Requirement →
Say how many lines in the following data hold the word "anthropic". Write nothing but that number.

Source material →
-------

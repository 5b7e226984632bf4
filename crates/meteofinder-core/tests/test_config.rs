use meteofinder_core::decision::Mode;
use meteofinder_core::error::MeteorError;
use meteofinder_core::pipeline::{MeteorPipeline, PipelineStage, RunConfig};
use meteofinder_core::scoring::SensitivityLevel;

fn assert_invalid(config: &RunConfig, needle: &str) {
    match config.validate() {
        Err(MeteorError::Configuration(msg)) => {
            assert!(msg.contains(needle), "{msg:?} does not mention {needle:?}")
        }
        other => panic!("expected a configuration error, got {other:?}"),
    }
}

// ---------------------------------------------------------------------------
// Defaults and TOML
// ---------------------------------------------------------------------------

#[test]
fn test_default_config_is_valid() {
    let config = RunConfig::default();
    assert!(config.validate().is_ok());
    assert_eq!(config.mode, Mode::Hybrid);
    assert_eq!(config.level, SensitivityLevel::default());
    assert_eq!(config.remote.limits.max_escalations, None);
}

#[test]
fn test_toml_round_trip() {
    let mut config = RunConfig::default();
    config.level = SensitivityLevel::try_from(5).unwrap();
    config.mode = Mode::LocalOnly;
    config.remote.limits.max_escalations = Some(25);
    config.detector.scorer.reject_dotted = false;

    let text = toml::to_string_pretty(&config).unwrap();
    let parsed: RunConfig = toml::from_str(&text).unwrap();
    assert_eq!(parsed, config);
}

#[test]
fn test_empty_toml_gives_defaults() {
    let parsed: RunConfig = toml::from_str("").unwrap();
    assert_eq!(parsed, RunConfig::default());
}

#[test]
fn test_partial_toml_keeps_other_defaults() {
    let parsed: RunConfig = toml::from_str(
        r#"
        level = 4
        mode = "prefilter-only"

        [remote]
        max_concurrency = 6

        [remote.limits]
        max_escalations = 10
        "#,
    )
    .unwrap();

    assert_eq!(parsed.level.value(), 4);
    assert_eq!(parsed.mode, Mode::PrefilterOnly);
    assert_eq!(parsed.remote.max_concurrency, 6);
    assert_eq!(parsed.remote.limits.max_escalations, Some(10));
    let defaults = RunConfig::default();
    assert_eq!(parsed.remote.limits.fallback_after, defaults.remote.limits.fallback_after);
    assert_eq!(parsed.detector, defaults.detector);
}

#[test]
fn test_mode_names_are_kebab_case() {
    for (name, mode) in [
        ("hybrid", Mode::Hybrid),
        ("local-only", Mode::LocalOnly),
        ("prefilter-only", Mode::PrefilterOnly),
    ] {
        let parsed: RunConfig = toml::from_str(&format!("mode = \"{name}\"")).unwrap();
        assert_eq!(parsed.mode, mode);
        assert_eq!(mode.to_string(), name);
    }
    assert!(toml::from_str::<RunConfig>("mode = \"LocalOnly\"").is_err());
}

#[test]
fn test_out_of_range_level_fails_to_parse() {
    assert!(toml::from_str::<RunConfig>("level = 0").is_err());
    assert!(toml::from_str::<RunConfig>("level = 6").is_err());
}

// ---------------------------------------------------------------------------
// Validation
// ---------------------------------------------------------------------------

#[test]
fn test_zero_concurrency_is_invalid() {
    let mut config = RunConfig::default();
    config.remote.max_concurrency = 0;
    assert_invalid(&config, "max_concurrency");
}

#[test]
fn test_zero_edge_threshold_is_invalid() {
    let mut config = RunConfig::default();
    config.detector.edges.threshold = 0.0;
    assert_invalid(&config, "edges.threshold");
}

#[test]
fn test_nan_blur_is_invalid() {
    let mut config = RunConfig::default();
    config.detector.edges.blur_sigma = f32::NAN;
    assert_invalid(&config, "blur_sigma");
}

#[test]
fn test_zero_votes_is_invalid() {
    let mut config = RunConfig::default();
    config.detector.lines.min_votes = 0;
    assert_invalid(&config, "min_votes");
}

#[test]
fn test_axis_exclusion_range() {
    let mut config = RunConfig::default();
    config.detector.scorer.axis_exclusion_deg = 45.0;
    assert_invalid(&config, "axis_exclusion_deg");
    config.detector.scorer.axis_exclusion_deg = 3.0;
    assert!(config.validate().is_ok());
}

#[test]
fn test_star_trail_family_needs_two_lines() {
    let mut config = RunConfig::default();
    config.detector.scorer.star_trail_family = 1;
    assert_invalid(&config, "star_trail_family");
}

#[test]
fn test_zero_fallback_is_invalid() {
    let mut config = RunConfig::default();
    config.remote.limits.fallback_after = 0;
    assert_invalid(&config, "fallback_after");
}

#[test]
fn test_negative_cost_is_invalid() {
    let mut config = RunConfig::default();
    config.remote.limits.cost_per_call_usd = -0.5;
    assert_invalid(&config, "cost_per_call_usd");
}

#[test]
fn test_zero_upload_size_is_invalid() {
    let mut config = RunConfig::default();
    config.remote.anthropic.upload.max_bytes = 0;
    assert_invalid(&config, "upload");
}

#[test]
fn test_pipeline_refuses_invalid_config() {
    let mut config = RunConfig::default();
    config.remote.anthropic.timeout_secs = 0;
    assert!(MeteorPipeline::new(config, None).is_err());
}

#[test]
fn test_zero_escalation_cap_is_allowed() {
    let mut config = RunConfig::default();
    config.remote.limits.max_escalations = Some(0);
    assert!(config.validate().is_ok());
}

// ---------------------------------------------------------------------------
// PipelineStage Display
// ---------------------------------------------------------------------------

#[test]
fn test_pipeline_stage_display() {
    assert_eq!(PipelineStage::Loading.to_string(), "Loading images");
    assert_eq!(PipelineStage::EdgeExtraction.to_string(), "Extracting edges");
    assert_eq!(PipelineStage::LineDetection.to_string(), "Detecting lines");
    assert_eq!(PipelineStage::Scoring.to_string(), "Scoring candidates");
    assert_eq!(PipelineStage::Verifying.to_string(), "Verifying candidates");
    assert_eq!(PipelineStage::Aggregating.to_string(), "Collecting results");
}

-------

Answer for the task →
2